Olympic Fever
August 27th, 2008 | Category: Day to Day in ArchitectureI’m sure there are many of you like me that have been glued to the TV for the past couple of weeks watching the Olympics. While I’ve reveled in watching Michael Phelps win his eight gold medals and Shawn Johnson and Nastia Luikin take gold and silver in the gymnastics all-around competition, I have also loved seeing the cutting-edge architecture that can be see all over this newly transformed Beijing. Of course, the architect inside me can’t resist asking how these building were designed and built. For those like me, here is a quick look at some of the most spectacular of the Olympic venues.
The most prominent is the “Bird’s Nest” that hosted the opening ceremony and the track and field events. This building is a combination of two structures: a red concrete bowl for seating and an exposed steel frame that surrounds it. The steel frame is composed of 24 trussed columns connected at the top by crisscrossing trusses that form a 40-foot deep space-frame roof. Secondary beams are used to conceal the primary beams to give it its random appearance. The steel frame was design to conceal the large beams necessary to support the retractable roof. Ironically though, the retractable roof was removed from the project to ensure its structural integrity. It was replaced with translucent ethylene tetrafluoroethylene (ETFE), a transparent form of the plastic Teflon.
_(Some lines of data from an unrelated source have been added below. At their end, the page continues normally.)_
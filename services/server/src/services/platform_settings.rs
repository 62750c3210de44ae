use log::warn;
use serde_json::Value;
use sqlx::PgConnection;

const RESOLUTION_FEE_KEY: &str = "resolution_fee_bps";

/// An admin-set `resolution_fee_bps` row overrides the configured default.
pub async fn resolution_fee_bps(conn: &mut PgConnection, default: u32) -> Result<u32, sqlx::Error> {
    let value: Option<Value> =
        sqlx::query_scalar("SELECT value FROM platform_settings WHERE key = $1")
            .bind(RESOLUTION_FEE_KEY)
            .fetch_optional(conn)
            .await?;

    Ok(match value {
        None => default,
        Some(v) => parse_fee(&v).unwrap_or_else(|| {
            warn!("Ignoring invalid {} setting: {}", RESOLUTION_FEE_KEY, v);
            default
        }),
    })
}

fn parse_fee(value: &Value) -> Option<u32> {
    value
        .as_u64()
        .filter(|bps| *bps <= u64::from(settlement::BPS_DENOMINATOR))
        .map(|bps| bps as u32)
}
The building that has most interested me, and where I have spent several hours watching Phelps win all those medals, is the swimming center that has been termed the “Water Cube”. The idea for this building was a box made of bubbles. The structure for this building is a space frame that was welded on site from 22,000 steel tubes. Sandwiching the steel fames is two layers of ETFE that form “bubbles” from 12- or 14-sided cells. These cells are a variety of sizes, seven different sizes for the roof and 15 for the walls, the largest of those cells being 30 feet across. The ETFE is imprinted with blue frit on the outside and silver frit on the inside to provide coverage that ranges from 10 to 90 percent.
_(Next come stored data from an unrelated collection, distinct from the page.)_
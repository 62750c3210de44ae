use chrono::{DateTime, Utc};
use rust_decimal::Decimal;
use serde::Serialize;

use crate::errors::{SettlementError, SettlementResult};
use crate::snapshot::{EventSnapshot, OptionSnapshot};
use crate::status::EventStatus;

#[derive(Debug, Clone)]
pub struct PurchaseRequest<'a> {
    pub option_id: i64,
    pub quantity: i32,
    pub wallet_address: &'a str,
    /// Whether a ticket already references the purchase signature.
    pub signature_used: bool,
}

#[derive(Serialize, Debug, Clone, PartialEq)]
pub struct PurchasePlan {
    pub event_id: i64,
    pub option_id: i64,
    pub quantity: i32,
    pub unit_price: Decimal,
    pub total_cost: Decimal,
    /// Event-wide sequence number of the first ticket in this purchase.
    pub first_sequence: i32,
}

impl PurchasePlan {
    /// Sequence numbers of the tickets this purchase creates, paired with
    /// their position inside the purchase (starting at 1).
    pub fn ticket_sequences(&self) -> impl Iterator<Item = (i32, i32)> + '_ {
        (0..self.quantity).map(move |i| (i + 1, self.first_sequence + i))
    }

    pub fn serial_number(&self, sequence: i32) -> String {
        format!("JP-{}-{:06}", self.event_id, sequence)
    }

    /// Applies the counter updates to the snapshots the plan was built from.
    pub fn apply(&self, event: &mut EventSnapshot, option: &mut OptionSnapshot) {
        event.tickets_sold += self.quantity;
        event.pool_amount += self.total_cost;
        option.tickets_sold += self.quantity;
        option.pool_amount += self.total_cost;
    }
}

/// Validates a ticket purchase against the current event and option state.
///
/// Checks run in a fixed order so callers can rely on which error wins:
/// quantity, event status, lock time, option ownership, treasury wallet,
/// event capacity, option limit, signature reuse.
///
/// `LockTimePassed` tells the caller the event should be flipped to
/// `locked`; the purchase itself is rejected either way.
pub fn plan_purchase(
    event: &EventSnapshot,
    option: &OptionSnapshot,
    request: &PurchaseRequest<'_>,
    treasury_wallet: &str,
    now: DateTime<Utc>,
) -> SettlementResult<PurchasePlan> {
    if request.quantity < 1 {
        return Err(SettlementError::InvalidQuantity);
    }

    if event.status != EventStatus::Open {
        return Err(SettlementError::EventNotOpen(event.status));
    }

    if now >= event.lock_time {
        return Err(SettlementError::LockTimePassed);
    }

    if option.id != request.option_id || option.event_id != event.id {
        return Err(SettlementError::OptionNotInEvent {
            option_id: request.option_id,
            event_id: event.id,
        });
    }

    if request.wallet_address == treasury_wallet {
        return Err(SettlementError::TreasuryWalletPurchase);
    }

    let remaining = event.remaining_capacity();
    if request.quantity > remaining {
        return Err(SettlementError::InsufficientCapacity {
            requested: request.quantity,
            remaining,
        });
    }

    if let Some(option_remaining) = option.remaining() {
        if request.quantity > option_remaining {
            return Err(SettlementError::OptionSoldOut {
                requested: request.quantity,
                remaining: option_remaining,
            });
        }
    }

    if request.signature_used {
        return Err(SettlementError::SignatureAlreadyUsed);
    }

    if event.ticket_price <= Decimal::ZERO {
        return Err(SettlementError::InvalidTicketPrice);
    }

    let total_cost = event
        .ticket_price
        .checked_mul(Decimal::from(request.quantity))
        .ok_or(SettlementError::AmountOverflow(event.ticket_price))?;

    Ok(PurchasePlan {
        event_id: event.id,
        option_id: option.id,
        quantity: request.quantity,
        unit_price: event.ticket_price,
        total_cost,
        first_sequence: event.tickets_sold + 1,
    })
}

#[cfg(test)]
mod tests {
    use super::*;
    use chrono::Duration;
    use rust_decimal_macros::dec;

    const TREASURY: &str = "TreasuryWa11et1111111111111111111111111111";
    const BUYER: &str = "BuyerWa11et11111111111111111111111111111111";

    fn open_event(now: DateTime<Utc>) -> EventSnapshot {
        EventSnapshot {
            id: 7,
            status: EventStatus::Open,
            ticket_price: dec!(10),
            max_tickets: 100,
            tickets_sold: 0,
            pool_amount: Decimal::ZERO,
            lock_time: now + Duration::hours(1),
            resolved_at: None,
        }
    }

    fn option() -> OptionSnapshot {
        OptionSnapshot {
            id: 70,
            event_id: 7,
            ticket_limit: None,
            tickets_sold: 0,
            pool_amount: Decimal::ZERO,
        }
    }

    fn request(quantity: i32) -> PurchaseRequest<'static> {
        PurchaseRequest {
            option_id: 70,
            quantity,
            wallet_address: BUYER,
            signature_used: false,
        }
    }

    #[test]
    fn test_purchase_updates_pool_and_sold() {
        let now = Utc::now();
        let mut event = open_event(now);
        let mut option = option();

        let plan = plan_purchase(&event, &option, &request(5), TREASURY, now).unwrap();
        assert_eq!(plan.total_cost, dec!(50));
        assert_eq!(plan.first_sequence, 1);

        plan.apply(&mut event, &mut option);
        assert_eq!(event.pool_amount, dec!(50));
        assert_eq!(event.tickets_sold, 5);
        assert_eq!(option.pool_amount, dec!(50));
        assert_eq!(option.tickets_sold, 5);
    }

    #[test]
    fn test_over_capacity_is_rejected() {
        let now = Utc::now();
        let mut event = open_event(now);
        event.tickets_sold = 5;
        event.pool_amount = dec!(50);
        let before = event.clone();

        let err = plan_purchase(&event, &option(), &request(96), TREASURY, now).unwrap_err();
        assert_eq!(
            err,
            SettlementError::InsufficientCapacity {
                requested: 96,
                remaining: 95
            }
        );
        assert_eq!(event, before);

        assert!(plan_purchase(&event, &option(), &request(95), TREASURY, now).is_ok());
    }

    #[test]
    fn test_reused_signature_is_rejected() {
        let now = Utc::now();
        let mut req = request(1);
        req.signature_used = true;

        let err = plan_purchase(&open_event(now), &option(), &req, TREASURY, now).unwrap_err();
        assert_eq!(err, SettlementError::SignatureAlreadyUsed);
    }

    #[test]
    fn test_event_must_be_open() {
        let now = Utc::now();
        let mut event = open_event(now);
        event.status = EventStatus::Upcoming;

        let err = plan_purchase(&event, &option(), &request(1), TREASURY, now).unwrap_err();
        assert_eq!(err, SettlementError::EventNotOpen(EventStatus::Upcoming));
    }

    #[test]
    fn test_lock_time_passed() {
        let now = Utc::now();
        let mut event = open_event(now);
        event.lock_time = now - Duration::seconds(1);

        let err = plan_purchase(&event, &option(), &request(1), TREASURY, now).unwrap_err();
        assert_eq!(err, SettlementError::LockTimePassed);
    }

    #[test]
    fn test_treasury_cannot_buy() {
        let now = Utc::now();
        let mut req = request(1);
        req.wallet_address = TREASURY;

        let err = plan_purchase(&open_event(now), &option(), &req, TREASURY, now).unwrap_err();
        assert_eq!(err, SettlementError::TreasuryWalletPurchase);
    }

    #[test]
    fn test_option_limit() {
        let now = Utc::now();
        let mut opt = option();
        opt.ticket_limit = Some(10);
        opt.tickets_sold = 8;

        let err = plan_purchase(&open_event(now), &opt, &request(3), TREASURY, now).unwrap_err();
        assert_eq!(
            err,
            SettlementError::OptionSoldOut {
                requested: 3,
                remaining: 2
            }
        );
    }

    #[test]
    fn test_option_from_other_event() {
        let now = Utc::now();
        let mut opt = option();
        opt.event_id = 8;

        let err = plan_purchase(&open_event(now), &opt, &request(1), TREASURY, now).unwrap_err();
        assert!(matches!(err, SettlementError::OptionNotInEvent { .. }));
    }

    #[test]
    fn test_zero_quantity() {
        let now = Utc::now();
        let err =
            plan_purchase(&open_event(now), &option(), &request(0), TREASURY, now).unwrap_err();
        assert_eq!(err, SettlementError::InvalidQuantity);
    }

    #[test]
    fn test_serials_continue_from_sold_count() {
        let now = Utc::now();
        let mut event = open_event(now);
        event.tickets_sold = 12;

        let plan = plan_purchase(&event, &option(), &request(2), TREASURY, now).unwrap();
        let serials: Vec<_> = plan
            .ticket_sequences()
            .map(|(index, seq)| (index, plan.serial_number(seq)))
            .collect();
        assert_eq!(
            serials,
            vec![(1, "JP-7-000013".to_string()), (2, "JP-7-000014".to_string())]
        );
    }
}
While those are two most noteworthy buildings on the Olympic campus, there are a couple others interesting buildings that have caught my eye. The first is the Basketball Gymnasium that is wrapped in aluminum-alloy cladding and incorporates solar panels. Also there is the National Indoor Stadium, which was designed to resemble an unfurled Chinese fan and uses a high-tech curtainwall made of 250,000 square feet of low-E glass and 1,124 photovoltaic panels.